While it is not (always) visible in the pictures themselves, it surrounds the work. In order to understand the work, and to assign it meaning, we should understand something of the way the picture was made.

As with Mike Johnston's approach, I think this approach is incomplete, inadequate. It suffices for Colin's purpose here, but as complete critical apparatus, it is not enough. Probably Colin would agree, he is after all intelligent, erudite, and devilishly handsome.

One of the projects that stuck out to me, in Colin's series, is a collection of photographs stitched together from Google's freely available satellite imagery, of cattle feedlots in the USA. One need bring only common knowledge to the table to read this to a reasonable extent. Cattle are packed together in mind-bogglingly large operations. Vast lakes of.. something, one can reasonably assume cow shit, are adjacent. The whole thing looks apocalyptic to even an ordinary person, with ordinary knowledge.

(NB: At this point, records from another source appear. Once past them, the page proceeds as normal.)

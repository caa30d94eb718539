//! Internal AST types
//!
//! These types represent a parsed DELETE statement as an immutable value
//! tree. Rewriting never mutates a tree in place: `DeleteStatement::with_table`
//! clones first and substitutes on the copy, so trees derived from one source
//! never share state.

/// Literal value, numbers kept as written
#[derive(Debug, Clone, PartialEq)]
pub enum Literal {
    Null,
    Boolean(bool),
    Integer(String),
    Float(String),
    String(String),
}

/// Binary operators
#[derive(Debug, Clone, Copy, PartialEq, Eq)]
pub enum BinaryOp {
    // Arithmetic
    Add,
    Sub,
    Mul,
    Div,
    Mod,
    // Comparison
    Eq,
    NotEq,
    NullSafeEq,
    Lt,
    LtEq,
    Gt,
    GtEq,
    // Logical
    And,
    Or,
    Xor,
    // String
    Like,
    NotLike,
    Regexp,
    NotRegexp,
}

/// Unary operators
#[derive(Debug, Clone, Copy, PartialEq, Eq)]
pub enum UnaryOp {
    /// `NOT`, looser than comparison
    Not,
    /// `!`, tighter than comparison
    Bang,
    Neg,
}

/// Qualified table name, `[schema.]name`
#[derive(Debug, Clone, PartialEq, Eq, Hash)]
pub struct TableName {
    pub schema: Option<String>,
    pub name: String,
}

impl TableName {
    pub fn new(name: impl Into<String>) -> Self {
        Self {
            schema: None,
            name: name.into(),
        }
    }

    pub fn qualified(schema: impl Into<String>, name: impl Into<String>) -> Self {
        Self {
            schema: Some(schema.into()),
            name: name.into(),
        }
    }

    /// Whether `other` names the same table, treating a missing schema on
    /// either side as a wildcard.
    pub fn refers_to(&self, other: &TableName) -> bool {
        if self.name != other.name {
            return false;
        }
        match (&self.schema, &other.schema) {
            (Some(a), Some(b)) => a == b,
            _ => true,
        }
    }
}

/// Column reference (optionally qualified with a table name)
#[derive(Debug, Clone, PartialEq)]
pub struct ColumnRef {
    pub table: Option<TableName>,
    pub name: String,
}

/// Subquery kept as canonical token text; never planned, only detected
#[derive(Debug, Clone, PartialEq)]
pub struct Subquery {
    pub sql: String,
}

/// Expression
#[derive(Debug, Clone, PartialEq)]
pub enum Expr {
    /// Column reference
    Column(ColumnRef),
    /// Literal value
    Literal(Literal),
    /// Bind placeholder (`?`)
    Placeholder(String),
    /// Binary operation
    BinaryOp {
        left: Box<Expr>,
        op: BinaryOp,
        right: Box<Expr>,
    },
    /// Unary operation
    UnaryOp { op: UnaryOp, expr: Box<Expr> },
    /// Parenthesized expression
    Nested(Box<Expr>),
    /// Row constructor `(a, b)`
    Tuple(Vec<Expr>),
    /// Function call
    Function {
        name: String,
        args: Vec<Expr>,
        distinct: bool,
    },
    /// IS NULL / IS NOT NULL
    IsNull { expr: Box<Expr>, negated: bool },
    /// IN (list)
    InList {
        expr: Box<Expr>,
        list: Vec<Expr>,
        negated: bool,
    },
    /// IN (SELECT ...)
    InSubquery {
        expr: Box<Expr>,
        subquery: Subquery,
        negated: bool,
    },
    /// BETWEEN low AND high
    Between {
        expr: Box<Expr>,
        low: Box<Expr>,
        high: Box<Expr>,
        negated: bool,
    },
    /// EXISTS (SELECT ...)
    Exists(Subquery),
    /// Scalar subquery
    Subquery(Subquery),
    /// `*` inside COUNT(*)
    Wildcard,
}

impl Expr {
    /// Check whether a subquery appears anywhere in this tree
    pub fn has_subquery(&self) -> bool {
        match self {
            Expr::InSubquery { .. } | Expr::Exists(_) | Expr::Subquery(_) => true,
            Expr::Column(_) | Expr::Literal(_) | Expr::Placeholder(_) | Expr::Wildcard => false,
            Expr::BinaryOp { left, right, .. } => left.has_subquery() || right.has_subquery(),
            Expr::UnaryOp { expr, .. } | Expr::Nested(expr) | Expr::IsNull { expr, .. } => {
                expr.has_subquery()
            }
            Expr::Tuple(items) | Expr::Function { args: items, .. } => {
                items.iter().any(Expr::has_subquery)
            }
            Expr::InList { expr, list, .. } => {
                expr.has_subquery() || list.iter().any(Expr::has_subquery)
            }
            Expr::Between {
                expr, low, high, ..
            } => expr.has_subquery() || low.has_subquery() || high.has_subquery(),
        }
    }

    /// Split the top-level AND chain into its conjuncts.
    ///
    /// Parentheses around a conjunction are looked through; anything else
    /// (OR, XOR, NOT, ...) is returned whole as a single conjunct.
    pub fn conjuncts(&self) -> Vec<&Expr> {
        let mut out = Vec::new();
        self.collect_conjuncts(&mut out);
        out
    }

    fn collect_conjuncts<'a>(&'a self, out: &mut Vec<&'a Expr>) {
        match self {
            Expr::BinaryOp {
                left,
                op: BinaryOp::And,
                right,
            } => {
                left.collect_conjuncts(out);
                right.collect_conjuncts(out);
            }
            Expr::Nested(inner) => inner.collect_conjuncts(out),
            other => out.push(other),
        }
    }

    /// Point column qualifiers naming `from` at `to` instead
    fn rename_table(&mut self, from: &TableName, to: &TableName) {
        match self {
            Expr::Column(col) => {
                if let Some(table) = col.table.as_mut() {
                    if table.refers_to(from) {
                        table.name = to.name.clone();
                        if table.schema.is_some() {
                            table.schema = to.schema.clone();
                        }
                    }
                }
            }
            Expr::Literal(_)
            | Expr::Placeholder(_)
            | Expr::Wildcard
            | Expr::Subquery(_)
            | Expr::Exists(_) => {}
            Expr::BinaryOp { left, right, .. } => {
                left.rename_table(from, to);
                right.rename_table(from, to);
            }
            Expr::UnaryOp { expr, .. }
            | Expr::Nested(expr)
            | Expr::IsNull { expr, .. }
            | Expr::InSubquery { expr, .. } => expr.rename_table(from, to),
            Expr::Tuple(items) | Expr::Function { args: items, .. } => {
                for item in items {
                    item.rename_table(from, to);
                }
            }
            Expr::InList { expr, list, .. } => {
                expr.rename_table(from, to);
                for item in list {
                    item.rename_table(from, to);
                }
            }
            Expr::Between {
                expr, low, high, ..
            } => {
                expr.rename_table(from, to);
                low.rename_table(from, to);
                high.rename_table(from, to);
            }
        }
    }
}

/// Table reference with optional PARTITION hint and alias
#[derive(Debug, Clone, PartialEq)]
pub struct AliasedTable {
    pub name: TableName,
    pub partitions: Vec<String>,
    pub alias: Option<String>,
}

/// JOIN type
#[derive(Debug, Clone, Copy, PartialEq, Eq)]
pub enum JoinType {
    Inner,
    Cross,
    Straight,
    Left,
    Right,
    Natural,
}

/// JOIN condition
#[derive(Debug, Clone, PartialEq)]
pub enum JoinConstraint {
    None,
    On(Expr),
    Using(Vec<String>),
}

/// Entry of a FROM/USING table list
#[derive(Debug, Clone, PartialEq)]
pub enum TableRef {
    Table(AliasedTable),
    Join {
        left: Box<TableRef>,
        right: Box<TableRef>,
        join_type: JoinType,
        constraint: JoinConstraint,
    },
    /// Parenthesized table references
    Nested(Vec<TableRef>),
}

impl TableRef {
    /// Whether any table in this reference carries a PARTITION hint
    pub fn has_partition_hint(&self) -> bool {
        match self {
            TableRef::Table(table) => !table.partitions.is_empty(),
            TableRef::Join { left, right, .. } => {
                left.has_partition_hint() || right.has_partition_hint()
            }
            TableRef::Nested(refs) => refs.iter().any(TableRef::has_partition_hint),
        }
    }
}

/// Sort direction
#[derive(Debug, Clone, Copy, PartialEq, Eq)]
pub enum SortOrder {
    Asc,
    Desc,
}

/// ORDER BY item; `order` is `None` when the source gave no direction
#[derive(Debug, Clone, PartialEq)]
pub struct OrderByItem {
    pub expr: Expr,
    pub order: Option<SortOrder>,
}

/// DELETE statement modifier keyword
#[derive(Debug, Clone, Copy, PartialEq, Eq)]
pub enum DeleteModifier {
    LowPriority,
    Quick,
    Ignore,
}

/// DELETE statement.
///
/// Single-table syntax leaves `targets` empty. The multi-table forms
/// (`DELETE t1, t2 FROM ...` and `DELETE FROM t1, t2 USING ...`) both
/// normalize to `targets` plus the table references in `from`.
#[derive(Debug, Clone, PartialEq)]
pub struct DeleteStatement {
    pub modifiers: Vec<DeleteModifier>,
    pub targets: Vec<TableName>,
    pub from: Vec<TableRef>,
    pub selection: Option<Expr>,
    pub order_by: Vec<OrderByItem>,
    pub limit: Option<Expr>,
}

impl DeleteStatement {
    /// The one table this statement deletes from, if it names exactly one
    pub fn single_table(&self) -> Option<&AliasedTable> {
        if self.targets.len() > 1 || self.from.len() != 1 {
            return None;
        }
        match &self.from[0] {
            TableRef::Table(table) => Some(table),
            TableRef::Join { .. } | TableRef::Nested(_) => None,
        }
    }

    /// Whether any table reference carries a PARTITION hint
    pub fn has_partition_hint(&self) -> bool {
        self.from.iter().any(TableRef::has_partition_hint)
    }

    /// Clone this statement with its single table replaced by `table`.
    ///
    /// Targets and column qualifiers that named the old table (when it has
    /// no alias) follow the substitution. Multi-table statements come back
    /// unchanged.
    pub fn with_table(&self, table: &TableName) -> DeleteStatement {
        let mut stmt = self.clone();
        let Some(TableRef::Table(aliased)) = stmt.from.first_mut() else {
            return stmt;
        };
        let old = std::mem::replace(&mut aliased.name, table.clone());
        if aliased.alias.is_some() {
            return stmt;
        }

        for target in &mut stmt.targets {
            if target.refers_to(&old) {
                *target = table.clone();
            }
        }
        if let Some(selection) = stmt.selection.as_mut() {
            selection.rename_table(&old, table);
        }
        for item in &mut stmt.order_by {
            item.expr.rename_table(&old, table);
        }
        stmt
    }
}

/// SQL statement
#[derive(Debug, Clone, PartialEq)]
pub enum Statement {
    /// DELETE
    Delete(DeleteStatement),
}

Learning that these creatures are cows, and deducing that we eat the results, is uncomfortable. Whether one could work that out by examining the frame, using only common understanding, I am unsure. It's on the edge. Some people will, some won't. Perhaps you have to have some slight understanding of feedlots to work that out.

Further investigation would reveal that, bizarrely, the USA has laws prohibiting photography of such operations. It follows trivially that the artist, Mishka Henner, is working around those laws to show us what those laws conceal — a distinctly political act. At that moment the politics of the situation, again, unfold with great speed and force.

This next photograph could be a Nike Ad for all we know. It contains no markers whatever of its politics.



If not an advert, this could easily be what I termed Serious Decor, an appealing and ultimately purely formal exercise in visual construction.

It happens that it is not that at all. It is a densely coded photograph, made by Hoda Afshar, of a man, Emad, who was at that time (and may still be) residing in a refugee camp. It is as densely coded as a prince's portrait. The elements all mean something, but the meanings need to be told. You cannot deduce them from the frame.

Absent the decoder ring, it's a perfectly nice picture, even an excellent and powerful one. But it is like many others. It could be an advertisement. With the decoder ring, much unfolds, with great force and speed.

The point here, if there is one, is something like this: Art is not merely the thing itself. It is the thing and its interconnections to the world in which it finds itself. Art is a cultural construct, and as such, gathers much of its meaning from the culture in which it exists. Art, also, is a part of the culture. As such, it carries its own meaning to the culture in which it exists.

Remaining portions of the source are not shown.